Top of Exercise data

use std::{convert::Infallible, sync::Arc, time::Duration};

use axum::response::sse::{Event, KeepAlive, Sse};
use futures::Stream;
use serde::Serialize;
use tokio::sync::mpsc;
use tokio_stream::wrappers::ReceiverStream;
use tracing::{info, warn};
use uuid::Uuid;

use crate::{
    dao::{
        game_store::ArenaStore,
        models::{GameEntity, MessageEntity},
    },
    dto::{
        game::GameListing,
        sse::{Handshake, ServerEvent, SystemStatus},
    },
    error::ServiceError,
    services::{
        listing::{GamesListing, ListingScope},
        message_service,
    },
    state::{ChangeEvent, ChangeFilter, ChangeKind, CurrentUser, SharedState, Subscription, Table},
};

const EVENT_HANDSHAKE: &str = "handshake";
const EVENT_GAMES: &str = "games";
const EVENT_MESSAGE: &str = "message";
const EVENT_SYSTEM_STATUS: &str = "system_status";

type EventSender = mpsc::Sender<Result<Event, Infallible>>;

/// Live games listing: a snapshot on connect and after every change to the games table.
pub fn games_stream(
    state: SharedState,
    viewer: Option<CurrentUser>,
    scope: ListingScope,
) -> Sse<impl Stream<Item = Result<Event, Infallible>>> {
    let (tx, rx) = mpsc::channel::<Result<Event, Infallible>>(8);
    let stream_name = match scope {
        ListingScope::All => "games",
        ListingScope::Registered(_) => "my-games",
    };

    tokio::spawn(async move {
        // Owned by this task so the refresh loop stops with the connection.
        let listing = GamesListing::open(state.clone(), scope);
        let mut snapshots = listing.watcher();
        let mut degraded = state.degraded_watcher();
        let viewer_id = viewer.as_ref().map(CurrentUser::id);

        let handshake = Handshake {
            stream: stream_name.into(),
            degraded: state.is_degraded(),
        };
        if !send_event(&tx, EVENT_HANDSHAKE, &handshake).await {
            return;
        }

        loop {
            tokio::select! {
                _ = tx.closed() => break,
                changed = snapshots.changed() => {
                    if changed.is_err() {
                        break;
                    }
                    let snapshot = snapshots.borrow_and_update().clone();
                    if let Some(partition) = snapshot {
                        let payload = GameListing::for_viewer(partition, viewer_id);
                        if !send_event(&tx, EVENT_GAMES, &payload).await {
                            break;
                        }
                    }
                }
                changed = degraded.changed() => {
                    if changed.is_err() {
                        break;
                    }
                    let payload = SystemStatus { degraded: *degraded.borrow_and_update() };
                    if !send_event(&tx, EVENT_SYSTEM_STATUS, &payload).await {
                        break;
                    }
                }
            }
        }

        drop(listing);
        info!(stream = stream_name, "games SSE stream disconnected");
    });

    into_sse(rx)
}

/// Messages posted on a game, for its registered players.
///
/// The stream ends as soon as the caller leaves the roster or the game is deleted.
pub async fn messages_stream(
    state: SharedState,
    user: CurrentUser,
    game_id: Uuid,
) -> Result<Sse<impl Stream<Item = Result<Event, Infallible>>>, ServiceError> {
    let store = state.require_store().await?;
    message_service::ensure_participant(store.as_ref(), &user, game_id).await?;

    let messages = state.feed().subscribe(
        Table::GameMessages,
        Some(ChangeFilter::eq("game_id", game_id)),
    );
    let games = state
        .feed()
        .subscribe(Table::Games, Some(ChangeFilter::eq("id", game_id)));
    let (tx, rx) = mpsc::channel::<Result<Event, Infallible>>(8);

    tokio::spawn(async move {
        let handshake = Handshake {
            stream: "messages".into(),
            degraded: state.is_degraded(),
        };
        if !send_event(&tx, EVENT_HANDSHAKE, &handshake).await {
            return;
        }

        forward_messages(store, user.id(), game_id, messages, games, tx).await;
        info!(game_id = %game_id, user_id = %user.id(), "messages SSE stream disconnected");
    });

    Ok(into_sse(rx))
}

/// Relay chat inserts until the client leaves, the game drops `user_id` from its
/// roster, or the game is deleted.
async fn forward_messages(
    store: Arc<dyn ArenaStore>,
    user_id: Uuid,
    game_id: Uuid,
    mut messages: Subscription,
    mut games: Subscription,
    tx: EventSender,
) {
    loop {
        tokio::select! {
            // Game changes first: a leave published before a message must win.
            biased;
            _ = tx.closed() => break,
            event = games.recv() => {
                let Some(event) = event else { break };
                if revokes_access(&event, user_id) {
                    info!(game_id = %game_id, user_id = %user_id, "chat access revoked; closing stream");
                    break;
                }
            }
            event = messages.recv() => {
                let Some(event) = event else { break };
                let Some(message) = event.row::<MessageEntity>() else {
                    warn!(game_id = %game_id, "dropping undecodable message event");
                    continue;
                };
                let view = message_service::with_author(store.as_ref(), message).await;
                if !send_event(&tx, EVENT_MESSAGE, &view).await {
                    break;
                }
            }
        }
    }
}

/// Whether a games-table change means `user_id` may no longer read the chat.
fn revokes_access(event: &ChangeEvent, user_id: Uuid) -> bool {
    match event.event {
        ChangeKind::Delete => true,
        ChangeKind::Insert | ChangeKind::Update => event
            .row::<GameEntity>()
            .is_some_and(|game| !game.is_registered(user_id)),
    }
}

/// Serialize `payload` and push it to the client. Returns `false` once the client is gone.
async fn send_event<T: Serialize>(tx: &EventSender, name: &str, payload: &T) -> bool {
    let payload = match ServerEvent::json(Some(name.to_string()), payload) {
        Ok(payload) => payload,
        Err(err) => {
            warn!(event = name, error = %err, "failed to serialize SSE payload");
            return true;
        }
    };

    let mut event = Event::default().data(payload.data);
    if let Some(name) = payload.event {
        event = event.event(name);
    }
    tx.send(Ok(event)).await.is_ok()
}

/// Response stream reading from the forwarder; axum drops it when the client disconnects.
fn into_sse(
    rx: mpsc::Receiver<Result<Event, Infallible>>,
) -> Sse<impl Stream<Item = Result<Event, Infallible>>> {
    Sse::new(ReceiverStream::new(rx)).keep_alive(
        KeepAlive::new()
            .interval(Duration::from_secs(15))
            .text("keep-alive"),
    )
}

Bottom of Exercise data

Problem to solve: Your reply should contain each entry, copied without alteration.

Response box:
use std::{convert::Infallible, sync::Arc, time::Duration};

use axum::response::sse::{Event, KeepAlive, Sse};
use futures::Stream;
use serde::Serialize;
use tokio::sync::mpsc;
use tokio_stream::wrappers::ReceiverStream;
use tracing::{info, warn};
use uuid::Uuid;

use crate::{
    dao::{
        game_store::ArenaStore,
        models::{GameEntity, MessageEntity},
    },
    dto::{
        game::GameListing,
        sse::{Handshake, ServerEvent, SystemStatus},
    },
    error::ServiceError,
    services::{
        listing::{GamesListing, ListingScope},
        message_service,
    },
    state::{ChangeEvent, ChangeFilter, ChangeKind, CurrentUser, SharedState, Subscription, Table},
};

const EVENT_HANDSHAKE: &str = "handshake";
const EVENT_GAMES: &str = "games";
const EVENT_MESSAGE: &str = "message";
const EVENT_SYSTEM_STATUS: &str = "system_status";

type EventSender = mpsc::Sender<Result<Event, Infallible>>;

/// Live games listing: a snapshot on connect and after every change to the games table.
pub fn games_stream(
    state: SharedState,
    viewer: Option<CurrentUser>,
    scope: ListingScope,
) -> Sse<impl Stream<Item = Result<Event, Infallible>>> {
    let (tx, rx) = mpsc::channel::<Result<Event, Infallible>>(8);
    let stream_name = match scope {
        ListingScope::All => "games",
        ListingScope::Registered(_) => "my-games",
    };

    tokio::spawn(async move {
        // Owned by this task so the refresh loop stops with the connection.
        let listing = GamesListing::open(state.clone(), scope);
        let mut snapshots = listing.watcher();
        let mut degraded = state.degraded_watcher();
        let viewer_id = viewer.as_ref().map(CurrentUser::id);

        let handshake = Handshake {
            stream: stream_name.into(),
            degraded: state.is_degraded(),
        };
        if !send_event(&tx, EVENT_HANDSHAKE, &handshake).await {
            return;
        }

        loop {
            tokio::select! {
                _ = tx.closed() => break,
                changed = snapshots.changed() => {
                    if changed.is_err() {
                        break;
                    }
                    let snapshot = snapshots.borrow_and_update().clone();
                    if let Some(partition) = snapshot {
                        let payload = GameListing::for_viewer(partition, viewer_id);
                        if !send_event(&tx, EVENT_GAMES, &payload).await {
                            break;
                        }
                    }
                }
                changed = degraded.changed() => {
                    if changed.is_err() {
                        break;
                    }
                    let payload = SystemStatus { degraded: *degraded.borrow_and_update() };
                    if !send_event(&tx, EVENT_SYSTEM_STATUS, &payload).await {
                        break;
                    }
                }
            }
        }

        drop(listing);
        info!(stream = stream_name, "games SSE stream disconnected");
    });

    into_sse(rx)
}

/// Messages posted on a game, for its registered players.
///
/// The stream ends as soon as the caller leaves the roster or the game is deleted.
pub async fn messages_stream(
    state: SharedState,
    user: CurrentUser,
    game_id: Uuid,
) -> Result<Sse<impl Stream<Item = Result<Event, Infallible>>>, ServiceError> {
    let store = state.require_store().await?;
    message_service::ensure_participant(store.as_ref(), &user, game_id).await?;

    let messages = state.feed().subscribe(
        Table::GameMessages,
        Some(ChangeFilter::eq("game_id", game_id)),
    );
    let games = state
        .feed()
        .subscribe(Table::Games, Some(ChangeFilter::eq("id", game_id)));
    let (tx, rx) = mpsc::channel::<Result<Event, Infallible>>(8);

    tokio::spawn(async move {
        let handshake = Handshake {
            stream: "messages".into(),
            degraded: state.is_degraded(),
        };
        if !send_event(&tx, EVENT_HANDSHAKE, &handshake).await {
            return;
        }

        forward_messages(store, user.id(), game_id, messages, games, tx).await;
        info!(game_id = %game_id, user_id = %user.id(), "messages SSE stream disconnected");
    });

    Ok(into_sse(rx))
}

/// Relay chat inserts until the client leaves, the game drops `user_id` from its
/// roster, or the game is deleted.
async fn forward_messages(
    store: Arc<dyn ArenaStore>,
    user_id: Uuid,
    game_id: Uuid,
    mut messages: Subscription,
    mut games: Subscription,
    tx: EventSender,
) {
    loop {
        tokio::select! {
            // Game changes first: a leave published before a message must win.
            biased;
            _ = tx.closed() => break,
            event = games.recv() => {
                let Some(event) = event else { break };
                if revokes_access(&event, user_id) {
                    info!(game_id = %game_id, user_id = %user_id, "chat access revoked; closing stream");
                    break;
                }
            }
            event = messages.recv() => {
                let Some(event) = event else { break };
                let Some(message) = event.row::<MessageEntity>() else {
                    warn!(game_id = %game_id, "dropping undecodable message event");
                    continue;
                };
                let view = message_service::with_author(store.as_ref(), message).await;
                if !send_event(&tx, EVENT_MESSAGE, &view).await {
                    break;
                }
            }
        }
    }
}

/// Whether a games-table change means `user_id` may no longer read the chat.
fn revokes_access(event: &ChangeEvent, user_id: Uuid) -> bool {
    match event.event {
        ChangeKind::Delete => true,
        ChangeKind::Insert | ChangeKind::Update => event
            .row::<GameEntity>()
            .is_some_and(|game| !game.is_registered(user_id)),
    }
}

/// Serialize `payload` and push it to the client. Returns `false` once the client is gone.
async fn send_event<T: Serialize>(tx: &EventSender, name: &str, payload: &T) -> bool {
    let payload = match ServerEvent::json(Some(name.to_string()), payload) {
        Ok(payload) => payload,
        Err(err) => {
            warn!(event = name, error = %err, "failed to serialize SSE payload");
            return true;
        }
    };

    let mut event = Event::default().data(payload.data);
    if let Some(name) = payload.event {
        event = event.event(name);
    }
    tx.send(Ok(event)).await.is_ok()
}

/// Response stream reading from the forwarder; axum drops it when the client disconnects.
fn into_sse(
    rx: mpsc::Receiver<Result<Event, Infallible>>,
) -> Sse<impl Stream<Item = Result<Event, Infallible>>> {
    Sse::new(ReceiverStream::new(rx)).keep_alive(
        KeepAlive::new()
            .interval(Duration::from_secs(15))
            .text("keep-alive"),
    )
}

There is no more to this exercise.